----- PROVIDED RECORDS -----
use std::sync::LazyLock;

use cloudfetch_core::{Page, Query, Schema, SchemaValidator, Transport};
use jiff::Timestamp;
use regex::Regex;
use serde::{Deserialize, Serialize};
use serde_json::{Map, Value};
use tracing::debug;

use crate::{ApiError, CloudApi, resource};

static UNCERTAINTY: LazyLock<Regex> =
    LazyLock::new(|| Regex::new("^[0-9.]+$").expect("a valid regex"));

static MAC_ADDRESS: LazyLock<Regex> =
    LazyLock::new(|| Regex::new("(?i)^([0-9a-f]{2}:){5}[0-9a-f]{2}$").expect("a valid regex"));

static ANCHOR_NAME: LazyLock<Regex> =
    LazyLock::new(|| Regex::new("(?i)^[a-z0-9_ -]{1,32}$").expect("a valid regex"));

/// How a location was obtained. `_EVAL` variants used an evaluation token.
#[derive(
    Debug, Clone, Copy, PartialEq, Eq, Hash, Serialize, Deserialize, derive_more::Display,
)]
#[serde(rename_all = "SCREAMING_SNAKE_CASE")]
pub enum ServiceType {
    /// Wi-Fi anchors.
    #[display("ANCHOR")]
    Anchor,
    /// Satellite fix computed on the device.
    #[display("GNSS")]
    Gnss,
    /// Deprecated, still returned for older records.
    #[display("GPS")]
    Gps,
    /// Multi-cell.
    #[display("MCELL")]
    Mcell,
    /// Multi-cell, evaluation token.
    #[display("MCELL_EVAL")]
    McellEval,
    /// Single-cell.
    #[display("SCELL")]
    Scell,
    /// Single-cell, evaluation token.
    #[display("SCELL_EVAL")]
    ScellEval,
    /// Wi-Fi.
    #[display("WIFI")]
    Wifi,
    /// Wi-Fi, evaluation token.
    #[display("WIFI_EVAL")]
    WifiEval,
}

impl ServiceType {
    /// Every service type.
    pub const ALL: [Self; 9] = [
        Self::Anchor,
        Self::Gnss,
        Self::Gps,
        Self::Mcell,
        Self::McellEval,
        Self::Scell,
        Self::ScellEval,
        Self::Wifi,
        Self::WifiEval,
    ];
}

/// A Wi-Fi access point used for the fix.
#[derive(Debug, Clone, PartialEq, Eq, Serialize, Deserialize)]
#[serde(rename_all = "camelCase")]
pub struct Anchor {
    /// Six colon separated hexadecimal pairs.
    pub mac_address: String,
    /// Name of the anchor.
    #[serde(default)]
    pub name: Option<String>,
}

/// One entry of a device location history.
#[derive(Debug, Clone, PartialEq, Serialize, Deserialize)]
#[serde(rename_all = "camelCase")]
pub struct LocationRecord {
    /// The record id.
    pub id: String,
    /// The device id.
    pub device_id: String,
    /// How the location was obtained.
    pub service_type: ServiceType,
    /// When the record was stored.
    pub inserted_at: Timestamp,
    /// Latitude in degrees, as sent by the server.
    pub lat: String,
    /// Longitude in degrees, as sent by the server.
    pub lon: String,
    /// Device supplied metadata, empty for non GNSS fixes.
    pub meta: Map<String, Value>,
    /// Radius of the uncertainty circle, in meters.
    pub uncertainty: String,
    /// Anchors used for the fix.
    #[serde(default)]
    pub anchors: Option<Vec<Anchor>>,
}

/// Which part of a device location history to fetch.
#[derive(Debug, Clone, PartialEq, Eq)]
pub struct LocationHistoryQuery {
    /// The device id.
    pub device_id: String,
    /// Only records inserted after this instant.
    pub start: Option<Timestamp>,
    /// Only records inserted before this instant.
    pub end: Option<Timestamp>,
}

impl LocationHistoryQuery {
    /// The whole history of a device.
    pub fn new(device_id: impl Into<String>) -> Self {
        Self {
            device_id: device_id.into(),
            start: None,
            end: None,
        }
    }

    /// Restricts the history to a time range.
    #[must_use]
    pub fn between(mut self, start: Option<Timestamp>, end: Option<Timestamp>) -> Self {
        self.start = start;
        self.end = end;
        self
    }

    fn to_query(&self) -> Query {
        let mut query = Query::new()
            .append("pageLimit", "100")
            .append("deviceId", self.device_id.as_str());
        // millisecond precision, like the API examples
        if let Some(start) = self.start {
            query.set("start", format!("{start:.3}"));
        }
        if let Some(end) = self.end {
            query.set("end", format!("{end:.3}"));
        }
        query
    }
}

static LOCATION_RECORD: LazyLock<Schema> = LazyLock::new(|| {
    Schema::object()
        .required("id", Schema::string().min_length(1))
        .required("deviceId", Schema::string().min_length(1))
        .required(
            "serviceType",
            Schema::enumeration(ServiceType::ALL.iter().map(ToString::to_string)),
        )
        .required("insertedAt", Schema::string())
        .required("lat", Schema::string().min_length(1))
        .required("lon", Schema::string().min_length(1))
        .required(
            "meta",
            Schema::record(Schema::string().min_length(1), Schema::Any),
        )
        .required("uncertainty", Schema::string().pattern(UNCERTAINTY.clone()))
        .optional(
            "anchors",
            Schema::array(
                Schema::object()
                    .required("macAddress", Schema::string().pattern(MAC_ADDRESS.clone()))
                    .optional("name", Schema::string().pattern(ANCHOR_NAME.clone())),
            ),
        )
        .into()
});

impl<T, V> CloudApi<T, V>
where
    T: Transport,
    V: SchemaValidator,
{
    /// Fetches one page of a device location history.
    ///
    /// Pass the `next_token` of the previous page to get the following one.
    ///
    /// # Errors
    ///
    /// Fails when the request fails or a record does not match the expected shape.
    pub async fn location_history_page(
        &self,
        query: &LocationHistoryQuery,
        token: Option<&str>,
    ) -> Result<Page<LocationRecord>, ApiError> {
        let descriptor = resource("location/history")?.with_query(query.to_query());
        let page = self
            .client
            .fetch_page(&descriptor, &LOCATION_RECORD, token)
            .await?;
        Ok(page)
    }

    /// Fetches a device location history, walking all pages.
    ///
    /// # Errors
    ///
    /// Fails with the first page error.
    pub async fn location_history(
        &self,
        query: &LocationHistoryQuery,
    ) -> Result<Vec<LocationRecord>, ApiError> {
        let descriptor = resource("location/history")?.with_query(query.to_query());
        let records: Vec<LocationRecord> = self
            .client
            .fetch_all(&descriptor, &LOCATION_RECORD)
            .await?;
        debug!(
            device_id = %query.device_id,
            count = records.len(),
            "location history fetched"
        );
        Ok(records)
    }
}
-----
----- PROVIDED RECORDS -----
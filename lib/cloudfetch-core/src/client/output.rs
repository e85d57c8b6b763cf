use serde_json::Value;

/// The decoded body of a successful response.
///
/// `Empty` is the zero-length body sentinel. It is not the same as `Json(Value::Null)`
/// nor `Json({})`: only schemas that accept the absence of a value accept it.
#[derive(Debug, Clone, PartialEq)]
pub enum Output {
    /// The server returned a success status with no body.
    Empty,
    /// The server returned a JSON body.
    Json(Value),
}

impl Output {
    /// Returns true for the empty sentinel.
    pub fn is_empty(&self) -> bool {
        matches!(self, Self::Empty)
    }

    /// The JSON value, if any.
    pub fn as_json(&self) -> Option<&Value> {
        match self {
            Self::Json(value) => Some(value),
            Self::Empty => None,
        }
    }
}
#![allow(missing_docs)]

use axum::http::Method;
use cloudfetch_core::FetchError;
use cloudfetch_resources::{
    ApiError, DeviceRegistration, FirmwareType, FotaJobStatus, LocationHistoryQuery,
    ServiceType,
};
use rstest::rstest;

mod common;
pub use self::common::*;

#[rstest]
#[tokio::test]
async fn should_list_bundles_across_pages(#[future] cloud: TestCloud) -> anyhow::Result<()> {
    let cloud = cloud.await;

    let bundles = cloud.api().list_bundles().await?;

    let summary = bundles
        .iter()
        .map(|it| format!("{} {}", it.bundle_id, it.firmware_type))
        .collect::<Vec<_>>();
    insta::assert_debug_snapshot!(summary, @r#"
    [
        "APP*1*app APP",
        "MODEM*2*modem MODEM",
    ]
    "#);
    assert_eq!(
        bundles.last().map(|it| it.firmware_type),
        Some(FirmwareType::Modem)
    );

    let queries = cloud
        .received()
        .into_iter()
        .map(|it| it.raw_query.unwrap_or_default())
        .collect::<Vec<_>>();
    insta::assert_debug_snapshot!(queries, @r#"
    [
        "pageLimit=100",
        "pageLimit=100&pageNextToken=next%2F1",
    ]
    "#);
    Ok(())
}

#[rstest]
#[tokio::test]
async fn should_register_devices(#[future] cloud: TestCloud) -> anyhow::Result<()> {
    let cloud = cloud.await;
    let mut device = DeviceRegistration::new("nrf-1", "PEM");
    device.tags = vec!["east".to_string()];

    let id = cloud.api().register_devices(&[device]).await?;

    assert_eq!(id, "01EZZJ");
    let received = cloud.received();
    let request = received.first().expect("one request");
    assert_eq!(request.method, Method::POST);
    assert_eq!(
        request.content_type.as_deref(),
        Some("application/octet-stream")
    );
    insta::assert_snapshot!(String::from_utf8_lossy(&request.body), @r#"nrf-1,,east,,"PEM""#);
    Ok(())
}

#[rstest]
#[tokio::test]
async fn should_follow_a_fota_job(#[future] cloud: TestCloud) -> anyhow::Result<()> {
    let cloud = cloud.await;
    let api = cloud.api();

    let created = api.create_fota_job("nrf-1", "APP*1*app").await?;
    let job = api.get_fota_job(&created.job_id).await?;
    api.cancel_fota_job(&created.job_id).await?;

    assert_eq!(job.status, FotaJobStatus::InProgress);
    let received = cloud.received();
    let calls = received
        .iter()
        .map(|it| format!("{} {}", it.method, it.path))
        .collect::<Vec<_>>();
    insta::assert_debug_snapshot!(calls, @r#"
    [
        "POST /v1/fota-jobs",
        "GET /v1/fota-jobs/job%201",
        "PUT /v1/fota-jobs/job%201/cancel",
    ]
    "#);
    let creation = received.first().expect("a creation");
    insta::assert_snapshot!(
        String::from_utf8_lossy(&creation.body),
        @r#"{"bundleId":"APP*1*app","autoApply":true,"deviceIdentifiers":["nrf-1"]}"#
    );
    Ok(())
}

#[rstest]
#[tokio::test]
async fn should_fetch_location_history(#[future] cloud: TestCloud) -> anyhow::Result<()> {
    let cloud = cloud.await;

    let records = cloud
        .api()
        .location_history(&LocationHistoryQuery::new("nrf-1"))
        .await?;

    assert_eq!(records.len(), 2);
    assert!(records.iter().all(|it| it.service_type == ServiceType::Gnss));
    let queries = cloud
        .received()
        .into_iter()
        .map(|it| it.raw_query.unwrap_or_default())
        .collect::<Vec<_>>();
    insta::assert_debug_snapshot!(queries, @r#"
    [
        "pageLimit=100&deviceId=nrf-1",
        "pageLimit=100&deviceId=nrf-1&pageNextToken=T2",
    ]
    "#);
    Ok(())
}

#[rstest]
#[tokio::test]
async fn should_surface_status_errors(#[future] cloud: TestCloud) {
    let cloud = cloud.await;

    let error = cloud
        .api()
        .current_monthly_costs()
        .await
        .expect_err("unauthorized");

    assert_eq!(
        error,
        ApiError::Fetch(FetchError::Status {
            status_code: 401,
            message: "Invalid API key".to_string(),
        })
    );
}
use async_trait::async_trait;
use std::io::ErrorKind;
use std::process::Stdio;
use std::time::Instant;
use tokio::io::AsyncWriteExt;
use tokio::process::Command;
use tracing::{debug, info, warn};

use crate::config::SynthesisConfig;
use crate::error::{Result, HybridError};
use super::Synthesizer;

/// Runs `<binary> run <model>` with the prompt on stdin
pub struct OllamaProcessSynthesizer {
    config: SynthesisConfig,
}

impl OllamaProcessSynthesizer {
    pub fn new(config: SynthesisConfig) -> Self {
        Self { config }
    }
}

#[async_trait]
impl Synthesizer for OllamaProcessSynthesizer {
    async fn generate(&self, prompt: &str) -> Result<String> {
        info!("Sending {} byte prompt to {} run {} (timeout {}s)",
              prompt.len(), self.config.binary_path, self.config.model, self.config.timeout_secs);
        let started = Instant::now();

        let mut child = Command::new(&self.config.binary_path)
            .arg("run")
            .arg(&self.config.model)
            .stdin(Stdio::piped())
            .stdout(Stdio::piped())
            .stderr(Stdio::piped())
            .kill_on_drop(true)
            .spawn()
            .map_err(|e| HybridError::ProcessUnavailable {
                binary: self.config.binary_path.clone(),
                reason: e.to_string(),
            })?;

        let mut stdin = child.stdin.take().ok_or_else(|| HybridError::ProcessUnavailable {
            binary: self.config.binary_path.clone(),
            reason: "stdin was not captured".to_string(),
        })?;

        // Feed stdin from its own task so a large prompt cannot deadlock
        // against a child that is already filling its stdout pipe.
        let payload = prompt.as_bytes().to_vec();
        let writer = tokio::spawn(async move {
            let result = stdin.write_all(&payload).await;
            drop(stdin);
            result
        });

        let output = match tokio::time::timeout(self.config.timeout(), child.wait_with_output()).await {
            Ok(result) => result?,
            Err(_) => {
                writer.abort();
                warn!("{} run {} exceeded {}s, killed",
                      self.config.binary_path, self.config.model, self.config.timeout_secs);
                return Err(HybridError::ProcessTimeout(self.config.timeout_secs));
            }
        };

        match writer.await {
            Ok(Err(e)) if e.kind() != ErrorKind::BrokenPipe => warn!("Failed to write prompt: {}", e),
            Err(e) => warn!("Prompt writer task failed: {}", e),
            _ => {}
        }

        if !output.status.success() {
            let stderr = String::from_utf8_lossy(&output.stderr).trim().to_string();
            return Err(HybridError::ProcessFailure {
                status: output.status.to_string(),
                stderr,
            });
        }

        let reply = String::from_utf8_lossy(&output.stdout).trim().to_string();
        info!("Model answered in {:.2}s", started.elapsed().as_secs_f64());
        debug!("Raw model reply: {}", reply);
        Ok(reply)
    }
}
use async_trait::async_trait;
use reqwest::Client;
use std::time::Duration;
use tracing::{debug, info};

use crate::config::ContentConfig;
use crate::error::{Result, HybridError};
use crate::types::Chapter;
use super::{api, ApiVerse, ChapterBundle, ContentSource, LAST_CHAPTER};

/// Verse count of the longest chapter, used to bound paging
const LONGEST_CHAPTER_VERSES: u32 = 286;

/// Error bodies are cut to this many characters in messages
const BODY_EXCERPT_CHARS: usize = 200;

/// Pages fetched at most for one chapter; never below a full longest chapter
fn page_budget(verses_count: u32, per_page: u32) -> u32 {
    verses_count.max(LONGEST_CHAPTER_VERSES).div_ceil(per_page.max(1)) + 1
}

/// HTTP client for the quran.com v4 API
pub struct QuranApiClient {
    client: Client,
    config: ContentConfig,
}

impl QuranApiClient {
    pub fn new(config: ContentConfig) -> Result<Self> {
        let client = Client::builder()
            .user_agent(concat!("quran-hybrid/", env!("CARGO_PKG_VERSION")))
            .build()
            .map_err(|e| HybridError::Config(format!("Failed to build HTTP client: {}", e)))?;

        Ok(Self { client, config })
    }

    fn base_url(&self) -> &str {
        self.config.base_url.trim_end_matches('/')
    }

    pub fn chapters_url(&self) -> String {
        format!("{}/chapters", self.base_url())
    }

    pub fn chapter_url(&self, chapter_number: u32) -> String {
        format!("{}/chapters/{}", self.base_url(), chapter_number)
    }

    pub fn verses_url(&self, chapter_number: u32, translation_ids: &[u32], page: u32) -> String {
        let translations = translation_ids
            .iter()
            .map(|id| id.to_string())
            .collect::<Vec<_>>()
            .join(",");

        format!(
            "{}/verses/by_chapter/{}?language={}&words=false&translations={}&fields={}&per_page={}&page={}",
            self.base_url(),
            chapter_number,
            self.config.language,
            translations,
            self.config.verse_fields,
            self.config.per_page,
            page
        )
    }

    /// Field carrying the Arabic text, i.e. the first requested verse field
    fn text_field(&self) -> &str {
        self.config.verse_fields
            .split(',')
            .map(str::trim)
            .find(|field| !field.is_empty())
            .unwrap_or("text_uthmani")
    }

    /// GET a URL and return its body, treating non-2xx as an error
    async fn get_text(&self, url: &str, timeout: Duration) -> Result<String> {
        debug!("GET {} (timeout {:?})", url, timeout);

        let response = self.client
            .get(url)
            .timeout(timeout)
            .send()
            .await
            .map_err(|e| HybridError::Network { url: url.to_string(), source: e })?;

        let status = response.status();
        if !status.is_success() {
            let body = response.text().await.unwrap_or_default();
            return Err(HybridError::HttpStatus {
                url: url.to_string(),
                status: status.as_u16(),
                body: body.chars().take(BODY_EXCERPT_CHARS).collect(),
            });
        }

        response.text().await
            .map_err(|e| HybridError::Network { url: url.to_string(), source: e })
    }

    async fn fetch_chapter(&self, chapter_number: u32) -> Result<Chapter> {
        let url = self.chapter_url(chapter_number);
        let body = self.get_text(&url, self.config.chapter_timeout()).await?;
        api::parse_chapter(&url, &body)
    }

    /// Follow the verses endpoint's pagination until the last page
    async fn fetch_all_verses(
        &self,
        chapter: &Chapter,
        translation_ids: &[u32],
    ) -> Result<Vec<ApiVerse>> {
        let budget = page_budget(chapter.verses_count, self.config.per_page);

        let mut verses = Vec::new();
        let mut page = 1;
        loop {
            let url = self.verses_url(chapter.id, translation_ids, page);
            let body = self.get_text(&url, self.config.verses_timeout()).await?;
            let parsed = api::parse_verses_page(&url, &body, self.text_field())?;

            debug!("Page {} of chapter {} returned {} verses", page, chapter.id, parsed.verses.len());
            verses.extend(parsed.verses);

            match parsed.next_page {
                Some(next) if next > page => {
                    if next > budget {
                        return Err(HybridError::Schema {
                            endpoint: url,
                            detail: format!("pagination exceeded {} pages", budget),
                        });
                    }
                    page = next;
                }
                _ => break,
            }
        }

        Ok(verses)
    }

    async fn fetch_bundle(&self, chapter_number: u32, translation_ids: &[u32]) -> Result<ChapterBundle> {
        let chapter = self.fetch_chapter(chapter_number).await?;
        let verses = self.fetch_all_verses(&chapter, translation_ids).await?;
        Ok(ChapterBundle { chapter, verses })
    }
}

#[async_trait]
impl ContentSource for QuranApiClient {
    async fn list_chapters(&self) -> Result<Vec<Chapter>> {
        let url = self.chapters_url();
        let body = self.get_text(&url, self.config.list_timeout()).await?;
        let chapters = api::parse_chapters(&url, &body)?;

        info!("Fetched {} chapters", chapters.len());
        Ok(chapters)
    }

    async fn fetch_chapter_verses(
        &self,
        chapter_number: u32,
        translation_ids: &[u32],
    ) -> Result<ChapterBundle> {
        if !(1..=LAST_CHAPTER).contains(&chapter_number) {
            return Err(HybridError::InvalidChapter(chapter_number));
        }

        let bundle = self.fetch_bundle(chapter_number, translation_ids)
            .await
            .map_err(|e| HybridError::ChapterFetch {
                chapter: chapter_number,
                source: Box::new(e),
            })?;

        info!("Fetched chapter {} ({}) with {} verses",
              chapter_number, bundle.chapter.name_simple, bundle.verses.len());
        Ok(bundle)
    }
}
-----
----- PROVIDED RECORDS -----
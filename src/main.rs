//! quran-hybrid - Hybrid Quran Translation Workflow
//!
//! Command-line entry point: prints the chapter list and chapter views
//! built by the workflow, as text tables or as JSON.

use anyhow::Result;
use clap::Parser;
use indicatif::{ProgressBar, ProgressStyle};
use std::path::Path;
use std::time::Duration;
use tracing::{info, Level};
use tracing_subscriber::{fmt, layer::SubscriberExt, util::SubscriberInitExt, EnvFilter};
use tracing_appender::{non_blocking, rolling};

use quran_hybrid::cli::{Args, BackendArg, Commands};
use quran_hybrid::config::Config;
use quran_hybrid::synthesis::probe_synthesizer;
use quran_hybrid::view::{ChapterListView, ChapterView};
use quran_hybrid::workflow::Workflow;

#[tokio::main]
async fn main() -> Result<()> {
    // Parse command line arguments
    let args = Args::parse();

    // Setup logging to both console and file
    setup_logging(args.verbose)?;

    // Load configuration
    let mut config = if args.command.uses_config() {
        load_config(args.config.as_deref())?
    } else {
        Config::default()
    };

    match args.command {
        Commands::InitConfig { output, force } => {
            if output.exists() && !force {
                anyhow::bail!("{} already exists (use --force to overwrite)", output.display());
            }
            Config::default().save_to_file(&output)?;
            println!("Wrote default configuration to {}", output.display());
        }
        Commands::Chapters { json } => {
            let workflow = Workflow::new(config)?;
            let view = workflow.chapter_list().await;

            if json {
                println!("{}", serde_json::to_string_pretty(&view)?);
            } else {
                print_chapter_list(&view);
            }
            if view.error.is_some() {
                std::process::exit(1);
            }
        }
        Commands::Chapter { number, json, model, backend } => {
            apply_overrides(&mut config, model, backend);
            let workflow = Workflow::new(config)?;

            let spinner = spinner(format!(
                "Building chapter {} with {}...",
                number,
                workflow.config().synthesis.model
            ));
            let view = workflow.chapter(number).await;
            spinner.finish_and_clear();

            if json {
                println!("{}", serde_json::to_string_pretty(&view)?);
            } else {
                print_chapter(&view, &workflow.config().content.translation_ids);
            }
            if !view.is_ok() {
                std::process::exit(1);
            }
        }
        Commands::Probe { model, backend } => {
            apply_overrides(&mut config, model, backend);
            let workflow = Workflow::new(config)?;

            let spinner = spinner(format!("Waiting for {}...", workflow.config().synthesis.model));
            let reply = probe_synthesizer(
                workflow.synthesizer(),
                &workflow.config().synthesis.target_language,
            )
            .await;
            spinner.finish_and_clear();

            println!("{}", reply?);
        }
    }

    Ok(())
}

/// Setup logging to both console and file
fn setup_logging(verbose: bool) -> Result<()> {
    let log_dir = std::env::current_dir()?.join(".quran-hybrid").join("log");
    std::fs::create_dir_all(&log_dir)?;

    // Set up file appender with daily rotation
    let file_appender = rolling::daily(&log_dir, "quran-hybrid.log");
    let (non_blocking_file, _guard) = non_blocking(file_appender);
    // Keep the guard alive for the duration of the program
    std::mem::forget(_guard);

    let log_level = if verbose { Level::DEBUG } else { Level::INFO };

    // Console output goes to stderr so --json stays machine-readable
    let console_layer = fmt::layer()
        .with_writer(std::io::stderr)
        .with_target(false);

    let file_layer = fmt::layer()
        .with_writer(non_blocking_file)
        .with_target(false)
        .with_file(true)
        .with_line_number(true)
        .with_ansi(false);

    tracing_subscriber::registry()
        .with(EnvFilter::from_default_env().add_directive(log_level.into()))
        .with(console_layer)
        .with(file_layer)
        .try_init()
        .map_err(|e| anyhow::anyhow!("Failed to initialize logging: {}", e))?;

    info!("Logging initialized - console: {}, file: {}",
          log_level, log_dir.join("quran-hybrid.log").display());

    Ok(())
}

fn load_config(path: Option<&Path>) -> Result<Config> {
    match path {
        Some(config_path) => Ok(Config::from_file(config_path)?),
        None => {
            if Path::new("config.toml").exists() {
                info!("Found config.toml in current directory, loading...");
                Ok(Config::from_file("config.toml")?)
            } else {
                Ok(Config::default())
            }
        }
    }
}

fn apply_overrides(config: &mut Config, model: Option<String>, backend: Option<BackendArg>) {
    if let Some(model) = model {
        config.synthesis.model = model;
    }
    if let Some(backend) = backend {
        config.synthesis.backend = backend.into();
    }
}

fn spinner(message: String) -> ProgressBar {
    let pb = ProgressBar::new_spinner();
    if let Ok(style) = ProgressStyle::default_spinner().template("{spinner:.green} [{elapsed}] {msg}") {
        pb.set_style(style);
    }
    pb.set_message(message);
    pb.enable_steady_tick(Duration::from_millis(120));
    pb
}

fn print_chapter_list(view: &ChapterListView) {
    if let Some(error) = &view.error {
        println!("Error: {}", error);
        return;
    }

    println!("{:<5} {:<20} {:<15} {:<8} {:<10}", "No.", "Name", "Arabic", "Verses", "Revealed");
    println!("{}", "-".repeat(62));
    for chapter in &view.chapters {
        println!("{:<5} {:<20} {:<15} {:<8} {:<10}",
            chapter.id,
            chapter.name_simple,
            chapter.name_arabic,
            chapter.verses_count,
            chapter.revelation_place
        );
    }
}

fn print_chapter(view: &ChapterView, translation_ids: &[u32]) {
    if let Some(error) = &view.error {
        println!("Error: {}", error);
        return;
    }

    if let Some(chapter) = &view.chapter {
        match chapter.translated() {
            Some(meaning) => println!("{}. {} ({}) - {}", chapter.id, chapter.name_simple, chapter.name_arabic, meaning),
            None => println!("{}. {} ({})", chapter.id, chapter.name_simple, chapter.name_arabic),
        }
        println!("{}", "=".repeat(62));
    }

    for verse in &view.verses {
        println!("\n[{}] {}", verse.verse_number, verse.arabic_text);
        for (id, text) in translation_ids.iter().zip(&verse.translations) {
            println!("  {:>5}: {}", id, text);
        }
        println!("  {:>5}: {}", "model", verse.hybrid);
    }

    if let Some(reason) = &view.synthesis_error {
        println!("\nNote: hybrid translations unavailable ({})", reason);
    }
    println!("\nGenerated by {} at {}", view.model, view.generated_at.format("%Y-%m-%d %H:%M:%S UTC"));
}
-----
**PROBLEM TO WORK ON:** Every line above that holds "degrees" should be copied out.

**OUTPUT OF THE EXERCISE:**
    /// Latitude in degrees, as sent by the server.
    /// Longitude in degrees, as sent by the server.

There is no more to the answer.